About 70 demonstrators took part in the group workout on the front lawn to protest the HST, some carrying signs with the slogans "It's cheaper to be fat in Ontario" and "Stop the fitness tax" as they bobbed along to the fist-pumping dance beat.
The governing Liberals are leaving the HST off doughnuts, coffee and fast-food meals under $4, but the tools for a healthy lifestyle will be eight per cent more expensive starting July 1, said Jennifer Chong, 43.
"If they're going to exempt fast food under $4, what type of message is that creating for the people out there?" said Chong, a Toronto fitness club owner.
"'Yeah, go ahead, eat food that's probably not very good for you. But we don't really want you to work out.' Not the best message."
Ultimately, fitness clubs will benefit from the shift to a harmonized tax, even though the cost of a membership will go up, McGuinty said.
The HST will create jobs and clubs will get tax credits when they buy new equipment, he said.
"I think all those folks who work at those fitness centres also want to make sure that people have jobs, because when we have jobs, then we have disposable incomes so that we can take advantage of these fitness centres," McGuinty said.
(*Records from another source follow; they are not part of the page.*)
use common::types::trip::{derive_calendar_fields, TripTable};
use polars::error::PolarsResult;
use polars::frame::DataFrame;
use polars::prelude::IntoLazy;

/// Turns a frame shaped like a city CSV into a table, deriving the calendar columns like loading
/// does.
pub(crate) fn trip_table(frame: DataFrame) -> PolarsResult<TripTable> {
    Ok(TripTable::new(derive_calendar_fields(frame.lazy()).collect()?))
}

/// A table with the columns of case 1, but no trips
pub(crate) fn empty_table() -> PolarsResult<TripTable> {
    Ok(TripTable::new(case_1::trip_table()?.into_frame().slice(0, 0)))
}

/// Test case 1 looks like a tiny chicago dataset (with gender and birth year):
/// - 2 trips A -> B on tuesdays in march around 17:00
/// - 1 trip B -> A on a monday morning in january
/// - One rider has no birth year recorded
pub(crate) mod case_1 {
    use super::*;
    use common::types::trip::*;
    use polars::df;

    pub(crate) fn trip_table() -> PolarsResult<TripTable> {
        super::trip_table(df!(
            START_TIME => &["2017-03-07 17:10:00", "2017-03-14 17:40:00", "2017-01-02 08:05:00"],
            TRIP_DURATION => &[3_661i64, 7_200, 600],
            START_STATION => &["A", "A", "B"],
            END_STATION => &["B", "B", "A"],
            USER_TYPE => &["Subscriber", "Subscriber", "Customer"],
            GENDER => &["Male", "Female", "Male"],
            BIRTH_YEAR => &[Some(1990.0f64), Some(1985.0), None],
        )?)
    }
}

/// Test case 2 looks like a washington dataset: no gender and no birth year columns, and
/// fractional trip durations.
/// - 1 trip C -> D of 3661 seconds
/// - 1 trip D -> C of 7200 seconds
pub(crate) mod case_2 {
    use super::*;
    use common::types::trip::*;
    use polars::df;

    pub(crate) fn trip_table() -> PolarsResult<TripTable> {
        super::trip_table(df!(
            START_TIME => &["2017-05-20 11:00:00", "2017-05-20 12:00:00"],
            TRIP_DURATION => &[3_661.0f64, 7_200.0],
            START_STATION => &["C", "D"],
            END_STATION => &["D", "C"],
            USER_TYPE => &["Subscriber", "Customer"],
        )?)
    }
}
But keeping costs down for sports and gym memberships will save the province a lot of money, fitness enthusiasts argue. It means fewer trips to hospital and sick days at work.
"Taxing fitness goes against common sense," said Andy Soumbos, who owns 14 Curves fitness clubs in Ontario.
"Obesity rates in Canada are rising ... it's safe to say that health-care costs will continue to rise right along with them."
The HST will prevent more people in Ontario and British Columbia -- which is also moving to a harmonized tax July 1 -- from leading an active life, said Brian Gilbank, executive director of the Fitness Industry Council of Canada.
"Memberships and being active (are) already expensive," he said. "We don't need extra barriers to being fit."
Families are already struggling to make ends meet without having to pay extra for hockey games, dance class -- even vitamins, said Opposition Leader Tim Hudak.
"We hear it at Queen's Park that Dalton McGuinty, out of one side of his mouth, says he wants to encourage physical activity," he told the cheering crowd.
"He wants to do so for our youth, he wants to do so for our adults. But at the same time, they're going to make it more expensive for men, women and children of all ages to live active lifestyles."
For all his talk about improving the health of Ontario residents, McGuinty is hiking the cost of an active lifestyle, said NDP Leader Andrea Horwath.
Even the cost of a nicotine patch is going up under the HST, Horwath said.
"How wrong-headed is that?" she asked.
"Cheap fast food that makes you fat is tax exempt, and yet the kinds of things that we need people to engage in -- like fitness activities, like smoking cessation programs -- are being taxed at eight per cent."